Sen. Jeff Merkley said he initiated the request after learning about the Beaverton School District’s “Fake and Fatal: One Pill Can Kill” curriculum, which educates students about counterfeit pills and fentanyl. He wanted to bring that program to the department’s attention, he said, and to prompt it to examine what prevention programs nationally are most successful.

“We need to have a nationwide program with the most effective strategies,” he told The Lund Report. “It has been extremely frustrating to see that our young folks are susceptible to drug overdoses — even just taking a pill for the first time. And we’ve had these deaths, and each one of them is heartbreaking to the families and just devastating for losing a promising young person.”

Merkley said what comes next depends on the Department of Education. If officials there are able to identify prevention programs and methods that are proving to be effective within the U.S. school district that’s using them, he said, “then I’m going to try to develop a bill that would authorize and fund that program across the country.”

The letter expresses concern that lifesaving information is not reaching all the nation’s students, noting that the Beaverton School District’s program “has been a success in our state and could be a life-saving example for other school districts across the country.” 

The district lost four students to fatal fentanyl overdoses leading up to the program’s launch in April 2021. Since implementing the program two years ago, there have been no more fatal overdoses among the district’s students, district spokesperson Shellie Bailey-Shah confirmed Wednesday. Fake and Fatal’s rollout included classroom lessons taught to all the middle and high school students in the district, a virtual town hall that more than 6,500 people viewed live, a social media campaign, and getting the opioid overdose-reversing drug Narcan into the classroom. The district is kicking off another “awareness week” May 8. In addition to being featured in Merkley’s letter, “We've also been contacted by the White House's Office of National Drug Control Policy,” Bailey-Shah told The Lund Report.

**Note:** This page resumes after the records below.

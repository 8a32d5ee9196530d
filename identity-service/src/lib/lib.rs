pub mod config;
pub mod domain;
pub mod inbound;
pub mod outbound;

pub use domain::account;
pub use domain::authentication;
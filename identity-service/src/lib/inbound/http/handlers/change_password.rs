use std::fmt;

use axum::extract::State;
use axum::http::StatusCode;
use axum::Json;
use serde::Deserialize;
use serde::Serialize;

use super::ApiError;
use super::ApiSuccess;
use crate::authentication::models::ChangePasswordCommand;
use crate::inbound::http::middleware::BearerToken;
use crate::inbound::http::router::AppState;

/// `POST /api/auth/change-password`, authorized by the caller's access token.
pub async fn change_password(
    State(state): State<AppState>,
    BearerToken(token): BearerToken,
    Json(body): Json<ChangePasswordRequest>,
) -> Result<ApiSuccess<ChangePasswordResponseData>, ApiError> {
    if body.new_password != body.confirm_password {
        return Err(ApiError::UnprocessableEntity(
            "Passwords do not match".to_string(),
        ));
    }

    let command = ChangePasswordCommand::new(token, body.current_password, body.new_password);

    state
        .auth_service
        .change_password(command)
        .await
        .map_err(ApiError::from)
        .map(|_| {
            ApiSuccess::new(
                StatusCode::OK,
                ChangePasswordResponseData {
                    message: "Password changed".to_string(),
                },
            )
        })
}

#[derive(Clone, PartialEq, Eq, Deserialize)]
pub struct ChangePasswordRequest {
    current_password: String,
    new_password: String,
    confirm_password: String,
}

impl fmt::Debug for ChangePasswordRequest {
    fn fmt(&self, f: &mut fmt::Formatter<'_>) -> fmt::Result {
        f.debug_struct("ChangePasswordRequest").finish_non_exhaustive()
    }
}

#[derive(Debug, Clone, PartialEq, Eq, Serialize)]
pub struct ChangePasswordResponseData {
    pub message: String,
}

#[cfg(test)]
mod tests {
    use super::*;

    #[test]
    fn test_change_password_request_debug_hides_passwords() {
        let request: ChangePasswordRequest = serde_json::from_value(serde_json::json!({
            "current_password": "OldP@ss1",
            "new_password": "NewP@ss2",
            "confirm_password": "NewP@ss2"
        }))
        .unwrap();

        let debug = format!("{:?}", request);

        assert!(!debug.contains("OldP@ss1"));
        assert!(!debug.contains("NewP@ss2"));
    }
}
use chrono::DateTime;
use chrono::Utc;
use uuid::Uuid;

use crate::account::models::Account;
use crate::account::models::AccountKind;

/// Snapshot of the account an authentication event relates to.
///
/// Carries no secret material.
#[derive(Debug, Clone, PartialEq, Eq)]
pub struct AccountSnapshot {
    pub event_id: String,
    pub user_id: String,
    pub username: String,
    pub email: String,
    pub kind: AccountKind,
    pub occurred_at: DateTime<Utc>,
}

impl AccountSnapshot {
    fn of(account: &Account) -> Self {
        Self {
            event_id: Uuid::new_v4().to_string(),
            user_id: account.id.to_string(),
            username: account.username.to_string(),
            email: account.email.to_string(),
            kind: account.kind(),
            occurred_at: Utc::now(),
        }
    }
}

/// Domain events emitted after a successful state change.
///
/// Downstream consumers turn these into emails and notifications.
#[derive(Debug, Clone, PartialEq, Eq)]
pub enum AuthEvent {
    UserRegistered(AccountSnapshot),
    UserLoggedIn(AccountSnapshot),
    PasswordChanged(AccountSnapshot),
    AccountLocked(AccountSnapshot),
    AccountUnlocked(AccountSnapshot),
}

impl AuthEvent {
    pub fn user_registered(account: &Account) -> Self {
        AuthEvent::UserRegistered(AccountSnapshot::of(account))
    }

    pub fn user_logged_in(account: &Account) -> Self {
        AuthEvent::UserLoggedIn(AccountSnapshot::of(account))
    }

    pub fn password_changed(account: &Account) -> Self {
        AuthEvent::PasswordChanged(AccountSnapshot::of(account))
    }

    pub fn account_locked(account: &Account) -> Self {
        AuthEvent::AccountLocked(AccountSnapshot::of(account))
    }

    pub fn account_unlocked(account: &Account) -> Self {
        AuthEvent::AccountUnlocked(AccountSnapshot::of(account))
    }

    /// Get the event type name.
    ///
    /// # Returns
    /// Event type string, e.g. `USER_REGISTERED`
    pub fn event_type(&self) -> &'static str {
        match self {
            AuthEvent::UserRegistered(_) => "USER_REGISTERED",
            AuthEvent::UserLoggedIn(_) => "USER_LOGGED_IN",
            AuthEvent::PasswordChanged(_) => "PASSWORD_CHANGED",
            AuthEvent::AccountLocked(_) => "ACCOUNT_LOCKED",
            AuthEvent::AccountUnlocked(_) => "ACCOUNT_UNLOCKED",
        }
    }

    pub fn snapshot(&self) -> &AccountSnapshot {
        match self {
            AuthEvent::UserRegistered(s)
            | AuthEvent::UserLoggedIn(s)
            | AuthEvent::PasswordChanged(s)
            | AuthEvent::AccountLocked(s)
            | AuthEvent::AccountUnlocked(s) => s,
        }
    }

    /// Extract the user ID this event relates to.
    pub fn user_id(&self) -> &str {
        &self.snapshot().user_id
    }
}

Merkley’s letter also highlighted the Beaverton district’s non-punitive approach to student drug use, noting it provides “specialists and social workers to each campus to help students and families find the help they deserve.”

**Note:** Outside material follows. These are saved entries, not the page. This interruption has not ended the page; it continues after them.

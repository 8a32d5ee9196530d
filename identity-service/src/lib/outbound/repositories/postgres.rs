use async_trait::async_trait;
use chrono::DateTime;
use chrono::Utc;
use sqlx::PgPool;
use sqlx::Postgres;
use sqlx::Transaction;
use uuid::Uuid;

use crate::account::errors::StoreError;
use crate::account::models::Account;
use crate::account::models::AccountDetails;
use crate::account::models::AccountId;
use crate::account::models::AccountKind;
use crate::account::models::AccountStatus;
use crate::account::models::EmailAddress;
use crate::account::models::IdentityField;
use crate::account::models::Username;
use crate::account::ports::AccountStore;

const USERNAME_CONSTRAINT: &str = "account_identities_username_key";
const EMAIL_CONSTRAINT: &str = "account_identities_email_key";

#[derive(sqlx::FromRow)]
struct AccountRow {
    id: Uuid,
    username: String,
    email: String,
    password_hash: String,
    enabled: bool,
    account_non_expired: bool,
    account_non_locked: bool,
    credentials_non_expired: bool,
    created_at: DateTime<Utc>,
    admin_level: Option<String>,
    department: Option<String>,
    permissions: Option<Vec<String>>,
    station: Option<String>,
}

impl AccountRow {
    fn into_account(self, kind: AccountKind) -> Result<Account, StoreError> {
        let missing = |column: &str| {
            StoreError::CorruptRecord(format!("{} account {} has no {}", kind, self.id, column))
        };

        let details = match kind {
            AccountKind::Customer => AccountDetails::Customer,
            AccountKind::Admin => AccountDetails::Admin {
                admin_level: self.admin_level.clone().ok_or_else(|| missing("admin_level"))?,
            },
            AccountKind::Operator => AccountDetails::Operator {
                department: self.department.clone().ok_or_else(|| missing("department"))?,
                permissions: self.permissions.clone().unwrap_or_default(),
            },
            AccountKind::Kitchen => AccountDetails::Kitchen {
                station: self.station.clone().ok_or_else(|| missing("station"))?,
            },
        };

        Ok(Account {
            id: AccountId(self.id),
            username: Username::new(self.username)
                .map_err(|e| StoreError::CorruptRecord(e.to_string()))?,
            email: EmailAddress::new(self.email)
                .map_err(|e| StoreError::CorruptRecord(e.to_string()))?,
            password_hash: self.password_hash,
            status: AccountStatus {
                enabled: self.enabled,
                account_non_expired: self.account_non_expired,
                account_non_locked: self.account_non_locked,
                credentials_non_expired: self.credentials_non_expired,
            },
            details,
            created_at: self.created_at,
        })
    }
}

/// PostgreSQL store for the accounts of one kind.
///
/// Each kind has its own table. Username and email are additionally claimed in
/// `account_identities`, whose unique constraints span all kinds, in the same
/// transaction as the account row.
pub struct PostgresAccountStore {
    pool: PgPool,
    kind: AccountKind,
}

impl PostgresAccountStore {
    pub fn new(pool: PgPool, kind: AccountKind) -> Self {
        Self { pool, kind }
    }

    fn table(&self) -> &'static str {
        match self.kind {
            AccountKind::Customer => "customers",
            AccountKind::Admin => "administrators",
            AccountKind::Operator => "operators",
            AccountKind::Kitchen => "kitchen_users",
        }
    }

    /// Kind-specific columns, with NULL placeholders for the others.
    fn detail_columns(&self) -> &'static str {
        match self.kind {
            AccountKind::Customer => {
                "NULL::TEXT AS admin_level, NULL::TEXT AS department, \
                 NULL::TEXT[] AS permissions, NULL::TEXT AS station"
            }
            AccountKind::Admin => {
                "admin_level, NULL::TEXT AS department, \
                 NULL::TEXT[] AS permissions, NULL::TEXT AS station"
            }
            AccountKind::Operator => {
                "NULL::TEXT AS admin_level, department, permissions, NULL::TEXT AS station"
            }
            AccountKind::Kitchen => {
                "NULL::TEXT AS admin_level, NULL::TEXT AS department, \
                 NULL::TEXT[] AS permissions, station"
            }
        }
    }

    async fn find_where(
        &self,
        column: &str,
        value: FindValue<'_>,
    ) -> Result<Option<Account>, StoreError> {
        let sql = format!(
            r#"
            SELECT id, username, email, password_hash,
                   enabled, account_non_expired, account_non_locked, credentials_non_expired,
                   created_at, {}
            FROM {}
            WHERE {} = $1
            "#,
            self.detail_columns(),
            self.table(),
            column
        );

        let query = sqlx::query_as::<_, AccountRow>(&sql);
        let query = match value {
            FindValue::Id(id) => query.bind(id),
            FindValue::Text(text) => query.bind(text),
        };

        let row = query
            .fetch_optional(&self.pool)
            .await
            .map_err(|e| StoreError::Unavailable(e.to_string()))?;

        row.map(|r| r.into_account(self.kind)).transpose()
    }

    async fn upsert_identity(
        &self,
        tx: &mut Transaction<'_, Postgres>,
        account: &Account,
    ) -> Result<(), sqlx::Error> {
        sqlx::query(
            r#"
            INSERT INTO account_identities (account_id, kind, username, email)
            VALUES ($1, $2, $3, $4)
            ON CONFLICT (account_id)
            DO UPDATE SET username = EXCLUDED.username, email = EXCLUDED.email
            "#,
        )
        .bind(account.id.0)
        .bind(self.kind.as_str())
        .bind(account.username.as_str())
        .bind(account.email.as_str())
        .execute(&mut **tx)
        .await?;

        Ok(())
    }

    async fn upsert_account(
        &self,
        tx: &mut Transaction<'_, Postgres>,
        account: &Account,
    ) -> Result<(), sqlx::Error> {
        let (extra_columns, extra_values, extra_updates) = match &account.details {
            AccountDetails::Customer => ("", "", ""),
            AccountDetails::Admin { .. } => (
                ", admin_level",
                ", $10",
                ", admin_level = EXCLUDED.admin_level",
            ),
            AccountDetails::Operator { .. } => (
                ", department, permissions",
                ", $10, $11",
                ", department = EXCLUDED.department, permissions = EXCLUDED.permissions",
            ),
            AccountDetails::Kitchen { .. } => {
                (", station", ", $10", ", station = EXCLUDED.station")
            }
        };

        let sql = format!(
            r#"
            INSERT INTO {table} (id, username, email, password_hash, enabled,
                                 account_non_expired, account_non_locked,
                                 credentials_non_expired, created_at{extra_columns})
            VALUES ($1, $2, $3, $4, $5, $6, $7, $8, $9{extra_values})
            ON CONFLICT (id)
            DO UPDATE SET username = EXCLUDED.username,
                          email = EXCLUDED.email,
                          password_hash = EXCLUDED.password_hash,
                          enabled = EXCLUDED.enabled,
                          account_non_expired = EXCLUDED.account_non_expired,
                          account_non_locked = EXCLUDED.account_non_locked,
                          credentials_non_expired = EXCLUDED.credentials_non_expired{extra_updates}
            "#,
            table = self.table(),
        );

        let query = sqlx::query(&sql)
            .bind(account.id.0)
            .bind(account.username.as_str())
            .bind(account.email.as_str())
            .bind(&account.password_hash)
            .bind(account.status.enabled)
            .bind(account.status.account_non_expired)
            .bind(account.status.account_non_locked)
            .bind(account.status.credentials_non_expired)
            .bind(account.created_at);

        let query = match &account.details {
            AccountDetails::Customer => query,
            AccountDetails::Admin { admin_level } => query.bind(admin_level),
            AccountDetails::Operator {
                department,
                permissions,
            } => query.bind(department).bind(permissions),
            AccountDetails::Kitchen { station } => query.bind(station),
        };

        query.execute(&mut **tx).await?;

        Ok(())
    }
}

enum FindValue<'a> {
    Id(Uuid),
    Text(&'a str),
}

fn map_write_error(e: sqlx::Error) -> StoreError {
    if let Some(db_err) = e.as_database_error() {
        if db_err.is_unique_violation() {
            if db_err.constraint() == Some(USERNAME_CONSTRAINT) {
                return StoreError::UniqueViolation(IdentityField::Username);
            }
            if db_err.constraint() == Some(EMAIL_CONSTRAINT) {
                return StoreError::UniqueViolation(IdentityField::Email);
            }
        }
    }
    StoreError::Unavailable(e.to_string())
}

#[async_trait]
impl AccountStore for PostgresAccountStore {
    async fn find_by_id(&self, id: &AccountId) -> Result<Option<Account>, StoreError> {
        self.find_where("id", FindValue::Id(id.0)).await
    }

    async fn find_by_username(&self, username: &str) -> Result<Option<Account>, StoreError> {
        self.find_where("username", FindValue::Text(username)).await
    }

    async fn find_by_email(&self, email: &str) -> Result<Option<Account>, StoreError> {
        self.find_where("email", FindValue::Text(email)).await
    }

    async fn put(&self, account: Account) -> Result<Account, StoreError> {
        if account.kind() != self.kind {
            return Err(StoreError::CorruptRecord(format!(
                "{} account routed to {} store",
                account.kind(),
                self.kind
            )));
        }

        let mut tx = self.pool.begin().await.map_err(map_write_error)?;
        self.upsert_identity(&mut tx, &account)
            .await
            .map_err(map_write_error)?;
        self.upsert_account(&mut tx, &account)
            .await
            .map_err(map_write_error)?;
        tx.commit().await.map_err(map_write_error)?;

        Ok(account)
    }
}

In Oregon, that help can be hard to find. The Lund Report reported last month that despite repeated calls for addressing gaps in Oregon’s addiction care system for youth — dating back to 2008 — the system today is nearly diminished. In addition to having no statewide prevention education strategy, Oregon has few intensive outpatient programs and an alarming shortage of residential treatment beds — just 31 for youths across the entire state as of December. 

“We’ve got to have more treatment, more beds (and) think about how to use federal resources to help states afford to do that,” Merkley said in response to his state’s dearth of youth services. “Most of these things have to be a partnership between state and federal resources to take it on effectively,” he said.

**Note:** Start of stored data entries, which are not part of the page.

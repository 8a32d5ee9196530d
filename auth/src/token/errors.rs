use thiserror::Error;

/// Error type for token operations.
///
/// Parse failures keep their distinct kinds; callers decide whether to collapse them.
#[derive(Debug, Clone, PartialEq, Eq, Error)]
pub enum TokenError {
    #[error("Token is malformed: {0}")]
    Malformed(String),

    #[error("Token uses an unsupported format or algorithm: {0}")]
    Unsupported(String),

    #[error("Token signature is invalid")]
    SignatureInvalid,

    #[error("Token is expired")]
    Expired,

    #[error("Failed to encode token: {0}")]
    EncodingFailed(String),

    #[error("Refresh lifetime ({refresh_secs}s) must exceed access lifetime ({access_secs}s)")]
    InvalidLifetimes { access_secs: i64, refresh_secs: i64 },
}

The Lund Report also reported that Oregon’s rate of fatal overdoses among teenagers has  increased faster than any other state, with fentanyl driving the surge. Merkley cited The Lund Report article in his letter, in addition to federal numbers indicating adolescent overdose deaths have more than doubled nationally since 2019.

The letter also called out the continued “widespread availability of counterfeit pills and their availability through commonly accessed social media platforms” as further reason to educate students about the life-threatening dangers.  

Asked about social media’s role in the problem, Merkley said advertising drugs is already illegal. But he said he hasn’t been presented with an effective way of blocking the practice on social media.

“You can't stop it,” he said. “All the more reason you need effective education programs, so that our youth don’t respond to those ads.”

Sen. Ron Wyden and five of Oregon’s six members of the House, including newly-elected Republican Rep. Lori Chavez-DeRemer of Happy Valley, signed on to Merkley’s request. The only signature missing was that of Rep. Cliff Bentz, a Republican representing eastern Oregon. His office did not immediately respond to a request for comment.